> What you will do
Show each line from the listing that includes the word "activities".

> Supplied entries
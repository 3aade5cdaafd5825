//! Store error types.

use thiserror::Error;

/// Store error type.
#[derive(Error, Debug)]
pub enum StoreError {
    /// SQLite error
    #[error("SQLite error: {0}")]
    Sqlite(#[from] rusqlite::Error),

    /// Connection / executor error
    #[error("Connection error: {0}")]
    Connection(String),

    /// Migration error
    #[error("Migration error: {0}")]
    Migration(String),

    /// Not found error
    #[error("Not found: {0}")]
    NotFound(String),

    /// JSON serialization error
    #[error("JSON error: {0}")]
    Json(#[from] serde_json::Error),

    /// IO error
    #[error("IO error: {0}")]
    Io(#[from] std::io::Error),

    /// Invalid data error
    #[error("Invalid data: {0}")]
    InvalidData(String),
}

/// Result type alias using StoreError.
pub type StoreResult<T> = Result<T, StoreError>;
//! Broadcast transport contract.

use crate::status::ChannelConnectionState;
use hearth_core::EntityTable;
use serde_json::Value;
use tokio::sync::{broadcast, mpsc};

/// The realtime channel library, as consumed by the lifecycle manager.
///
/// Implementations own the socket; the manager only sees ordered per-table
/// event streams and a connection-status feed. Events for one table arrive
/// in server order on that table's receiver; no ordering holds across
/// tables.
pub trait BroadcastTransport: Send + Sync {
    /// Open (or reopen) the event stream for one table.
    fn subscribe(&self, table: EntityTable) -> mpsc::Receiver<Value>;

    /// Stop delivering events for one table.
    fn unsubscribe(&self, table: EntityTable);

    /// Observe connection status changes.
    fn status_stream(&self) -> broadcast::Receiver<ChannelConnectionState>;
}
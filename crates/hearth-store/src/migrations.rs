//! Store migrations.
//!
//! Migrations are run in order and tracked in the `migrations` table.

use crate::StoreResult;
use rusqlite::Connection;
use tracing::{debug, info};

/// Current schema version.
pub const CURRENT_VERSION: i32 = 2;

/// Run all pending migrations.
pub fn run_migrations(conn: &Connection) -> StoreResult<()> {
    conn.execute(
        "CREATE TABLE IF NOT EXISTS migrations (
            version INTEGER PRIMARY KEY,
            name TEXT NOT NULL,
            applied_at TEXT NOT NULL DEFAULT (datetime('now'))
        )",
        [],
    )?;

    let current_version: i32 = conn
        .query_row(
            "SELECT COALESCE(MAX(version), 0) FROM migrations",
            [],
            |row| row.get(0),
        )
        .unwrap_or(0);

    info!(current_version, target_version = CURRENT_VERSION, "Running migrations");

    if current_version < 1 {
        migrate_v1_entity_tables(conn)?;
    }
    if current_version < 2 {
        migrate_v2_push_cursors(conn)?;
    }

    info!("Migrations complete");
    Ok(())
}

fn record_migration(conn: &Connection, version: i32, name: &str) -> StoreResult<()> {
    conn.execute(
        "INSERT INTO migrations (version, name) VALUES (?1, ?2)",
        rusqlite::params![version, name],
    )?;
    debug!(version, name, "Migration applied");
    Ok(())
}

/// V1: the six synchronized entity tables.
///
/// Relationship columns carry no SQL foreign keys on purpose: hard deletes
/// nullify dependents explicitly in the delete queries, and inbound events
/// may reference rows that have not arrived yet on this device.
fn migrate_v1_entity_tables(conn: &Connection) -> StoreResult<()> {
    info!("Applying migration v1: entity tables");

    conn.execute_batch(
        "
        CREATE TABLE IF NOT EXISTS properties (
            id TEXT PRIMARY KEY,
            address_line1 TEXT NOT NULL DEFAULT '',
            address_line2 TEXT NOT NULL DEFAULT '',
            city TEXT NOT NULL DEFAULT '',
            postal_code TEXT NOT NULL DEFAULT '',
            country TEXT NOT NULL DEFAULT 'US',
            sync_state TEXT NOT NULL DEFAULT 'synced',
            last_sync_error TEXT,
            deleted_at TEXT,
            created_at TEXT NOT NULL,
            updated_at TEXT NOT NULL
        );

        CREATE TABLE IF NOT EXISTS listings (
            id TEXT PRIMARY KEY,
            title TEXT NOT NULL DEFAULT '',
            status TEXT NOT NULL DEFAULT 'active',
            price_cents INTEGER,
            property_id TEXT,
            sync_state TEXT NOT NULL DEFAULT 'synced',
            last_sync_error TEXT,
            deleted_at TEXT,
            created_at TEXT NOT NULL,
            updated_at TEXT NOT NULL
        );

        CREATE TABLE IF NOT EXISTS tasks (
            id TEXT PRIMARY KEY,
            title TEXT NOT NULL DEFAULT '',
            details TEXT NOT NULL DEFAULT '',
            due_at TEXT,
            completed_at TEXT,
            listing_id TEXT,
            assignee_id TEXT,
            sync_state TEXT NOT NULL DEFAULT 'synced',
            last_sync_error TEXT,
            deleted_at TEXT,
            created_at TEXT NOT NULL,
            updated_at TEXT NOT NULL
        );

        CREATE TABLE IF NOT EXISTS activities (
            id TEXT PRIMARY KEY,
            kind TEXT NOT NULL DEFAULT 'follow_up',
            subject TEXT NOT NULL DEFAULT '',
            scheduled_at TEXT,
            listing_id TEXT,
            sync_state TEXT NOT NULL DEFAULT 'synced',
            last_sync_error TEXT,
            deleted_at TEXT,
            created_at TEXT NOT NULL,
            updated_at TEXT NOT NULL
        );

        CREATE TABLE IF NOT EXISTS users (
            id TEXT PRIMARY KEY,
            display_name TEXT NOT NULL DEFAULT '',
            email TEXT NOT NULL DEFAULT '',
            avatar_url TEXT,
            sync_state TEXT NOT NULL DEFAULT 'synced',
            last_sync_error TEXT,
            deleted_at TEXT,
            created_at TEXT NOT NULL,
            updated_at TEXT NOT NULL
        );

        CREATE TABLE IF NOT EXISTS notes (
            id TEXT PRIMARY KEY,
            body TEXT NOT NULL DEFAULT '',
            pinned INTEGER NOT NULL DEFAULT 0,
            task_id TEXT,
            sync_state TEXT NOT NULL DEFAULT 'synced',
            last_sync_error TEXT,
            deleted_at TEXT,
            created_at TEXT NOT NULL,
            updated_at TEXT NOT NULL
        );

        CREATE INDEX IF NOT EXISTS idx_properties_sync_state ON properties(sync_state);
        CREATE INDEX IF NOT EXISTS idx_listings_sync_state ON listings(sync_state);
        CREATE INDEX IF NOT EXISTS idx_listings_property_id ON listings(property_id);
        CREATE INDEX IF NOT EXISTS idx_tasks_sync_state ON tasks(sync_state);
        CREATE INDEX IF NOT EXISTS idx_tasks_listing_id ON tasks(listing_id);
        CREATE INDEX IF NOT EXISTS idx_activities_sync_state ON activities(sync_state);
        CREATE INDEX IF NOT EXISTS idx_activities_listing_id ON activities(listing_id);
        CREATE INDEX IF NOT EXISTS idx_users_sync_state ON users(sync_state);
        CREATE INDEX IF NOT EXISTS idx_notes_sync_state ON notes(sync_state);
        CREATE INDEX IF NOT EXISTS idx_notes_task_id ON notes(task_id);
        ",
    )?;

    record_migration(conn, 1, "entity_tables")
}

/// V2: per-table push cursor for outbound retry bookkeeping.
fn migrate_v2_push_cursors(conn: &Connection) -> StoreResult<()> {
    info!("Applying migration v2: push cursors");

    conn.execute_batch(
        "
        CREATE TABLE IF NOT EXISTS push_cursors (
            table_name TEXT PRIMARY KEY,
            retry_count INTEGER NOT NULL DEFAULT 0,
            last_attempt_at TEXT,
            last_error TEXT
        );
        ",
    )?;

    record_migration(conn, 2, "push_cursors")
}

#[cfg(test)]
mod tests {
    use super::*;

    fn open_test_conn() -> Connection {
        Connection::open_in_memory().unwrap()
    }

    #[test]
    fn migrations_run_from_scratch() {
        let conn = open_test_conn();
        run_migrations(&conn).unwrap();

        let version: i32 = conn
            .query_row("SELECT MAX(version) FROM migrations", [], |row| row.get(0))
            .unwrap();
        assert_eq!(version, CURRENT_VERSION);
    }

    #[test]
    fn migrations_are_idempotent() {
        let conn = open_test_conn();
        run_migrations(&conn).unwrap();
        run_migrations(&conn).unwrap();

        let count: i32 = conn
            .query_row("SELECT COUNT(*) FROM migrations", [], |row| row.get(0))
            .unwrap();
        assert_eq!(count, CURRENT_VERSION);
    }

    #[test]
    fn v1_creates_all_entity_tables() {
        let conn = open_test_conn();
        run_migrations(&conn).unwrap();

        for table in ["properties", "listings", "tasks", "activities", "users", "notes"] {
            let count: i32 = conn
                .query_row(
                    "SELECT COUNT(*) FROM sqlite_master WHERE type='table' AND name=?1",
                    [table],
                    |row| row.get(0),
                )
                .unwrap();
            assert_eq!(count, 1, "missing table {}", table);
        }
    }
}
//! Aggregated push results.

use hearth_core::EntityTable;
use sync_error_classifier::SyncError;
use uuid::Uuid;

/// One row that failed to push, with its classified error.
#[derive(Debug, Clone, PartialEq, Eq)]
pub struct PushFailure {
    pub id: Uuid,
    pub error: SyncError,
}

impl PushFailure {
    pub fn is_retryable(&self) -> bool {
        self.error.is_retryable()
    }
}

/// Outcome of one push sweep for one table.
///
/// `success_count + failure_count == attempted` always holds; failures keep
/// push order.
#[derive(Debug, Clone)]
pub struct PushReport {
    pub table: EntityTable,
    pub attempted: usize,
    pub success_count: usize,
    pub failure_count: usize,
    pub failures: Vec<PushFailure>,
    /// Whether the bulk call failed and the per-row fallback ran.
    pub used_fallback: bool,
}

impl PushReport {
    /// A sweep that found nothing to push.
    pub fn empty(table: EntityTable) -> Self {
        Self {
            table,
            attempted: 0,
            success_count: 0,
            failure_count: 0,
            failures: Vec::new(),
            used_fallback: false,
        }
    }

    pub fn has_failures(&self) -> bool {
        self.failure_count > 0
    }

    /// Failures worth scheduling an automatic retry for.
    pub fn retryable_failures(&self) -> Vec<&PushFailure> {
        self.failures.iter().filter(|f| f.is_retryable()).collect()
    }

    /// Failures that must surface to the user instead of retrying.
    pub fn fatal_failures(&self) -> Vec<&PushFailure> {
        self.failures.iter().filter(|f| !f.is_retryable()).collect()
    }

    /// Whether any failure justifies a backoff-scheduled retry.
    pub fn should_retry(&self) -> bool {
        !self.retryable_failures().is_empty()
    }
}
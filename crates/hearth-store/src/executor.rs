//! Async SQLite executor using a dedicated background thread.
//!
//! All store operations funnel through a single connection owned by one
//! background thread; callers await results without blocking the runtime.
//! FIFO execution on that thread is what makes the sync engine's dirty-row
//! guard sound: an inbound upsert can never interleave with an outbound
//! push's read-modify-write for the same row.

use crate::{migrations, StoreError, StoreResult};
use std::path::Path;
use tokio_rusqlite::Connection;
use tracing::{debug, info};

/// Convert a tokio_rusqlite::Error to StoreError.
fn from_tokio_rusqlite(e: tokio_rusqlite::Error) -> StoreError {
    match e {
        tokio_rusqlite::Error::Rusqlite(e) => StoreError::Sqlite(e),
        tokio_rusqlite::Error::Close(_) => StoreError::Connection("Connection closed".to_string()),
        other => StoreError::Connection(other.to_string()),
    }
}

/// Handle to the local store.
///
/// Cloning is cheap; all clones share the same executor thread, so the
/// serialization guarantee holds across every handle.
#[derive(Clone)]
pub struct Store {
    conn: Connection,
    path: String,
}

impl Store {
    /// Open a store at the given path.
    ///
    /// Creates the file if missing, enables WAL and the usual pragmas, runs
    /// pending migrations, and starts the executor thread.
    pub async fn open(path: &Path) -> StoreResult<Self> {
        if let Some(parent) = path.parent() {
            std::fs::create_dir_all(parent)?;
        }

        let path_str = path.to_string_lossy().to_string();

        info!(path = %path_str, "Opening store");

        let conn = Connection::open(&path_str)
            .await
            .map_err(|e| StoreError::Connection(e.to_string()))?;

        conn.call(|conn| {
            conn.execute_batch(
                "
                PRAGMA journal_mode = WAL;
                PRAGMA synchronous = NORMAL;
                PRAGMA foreign_keys = ON;
                PRAGMA cache_size = -64000;
                PRAGMA temp_store = MEMORY;
                PRAGMA busy_timeout = 5000;
                ",
            )?;
            Ok(())
        })
        .await
        .map_err(from_tokio_rusqlite)?;

        Self::migrate(&conn).await?;

        info!(path = %path_str, "Store initialized with WAL mode");

        Ok(Self {
            conn,
            path: path_str,
        })
    }

    /// Open an in-memory store (tests, previews).
    pub async fn open_in_memory() -> StoreResult<Self> {
        let conn = Connection::open_in_memory()
            .await
            .map_err(|e| StoreError::Connection(e.to_string()))?;
        conn.call(|conn| {
            conn.execute_batch("PRAGMA foreign_keys = ON;")?;
            Ok(())
        })
        .await
        .map_err(from_tokio_rusqlite)?;
        Self::migrate(&conn).await?;
        Ok(Self {
            conn,
            path: ":memory:".to_string(),
        })
    }

    async fn migrate(conn: &Connection) -> StoreResult<()> {
        conn.call(|conn| {
            migrations::run_migrations(conn)
                .map_err(|e| rusqlite::Error::ToSqlConversionFailure(Box::new(e)))?;
            Ok(())
        })
        .await
        .map_err(from_tokio_rusqlite)
    }

    /// Execute a closure on the store connection.
    ///
    /// The closure runs on the dedicated executor thread; the caller's task
    /// is parked, not blocked, until the result is ready. Only SQL and
    /// lightweight row mapping belong inside - anything heavier starves
    /// every other store caller.
    pub async fn call<F, T>(&self, f: F) -> StoreResult<T>
    where
        F: FnOnce(&rusqlite::Connection) -> StoreResult<T> + Send + 'static,
        T: Send + 'static,
    {
        let outer_result = self.conn.call(move |conn| Ok(f(conn))).await;

        match outer_result {
            Ok(inner) => inner,
            Err(e) => Err(from_tokio_rusqlite(e)),
        }
    }

    /// Execute a closure that returns a rusqlite::Result.
    pub async fn call_sqlite<F, T>(&self, f: F) -> StoreResult<T>
    where
        F: FnOnce(&rusqlite::Connection) -> rusqlite::Result<T> + Send + 'static,
        T: Send + 'static,
    {
        self.conn
            .call(move |conn| Ok(f(conn)?))
            .await
            .map_err(from_tokio_rusqlite)
    }

    /// Get the store file path.
    pub fn path(&self) -> &str {
        &self.path
    }

    /// Check store health with a trivial query.
    pub async fn health_check(&self) -> StoreResult<()> {
        self.call_sqlite(|conn| conn.execute_batch("SELECT 1")).await?;
        debug!("Store health check passed");
        Ok(())
    }

    /// Close the store, waiting for pending operations to finish.
    pub async fn close(self) -> StoreResult<()> {
        self.conn
            .close()
            .await
            .map_err(|e| StoreError::Connection(format!("Failed to close store: {:?}", e)))?;
        info!(path = %self.path, "Store closed");
        Ok(())
    }
}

> Completed task
        CREATE TABLE IF NOT EXISTS activities (
        CREATE INDEX IF NOT EXISTS idx_activities_sync_state ON activities(sync_state);
        CREATE INDEX IF NOT EXISTS idx_activities_listing_id ON activities(listing_id);
        for table in ["properties", "listings", "tasks", "activities", "users", "notes"] {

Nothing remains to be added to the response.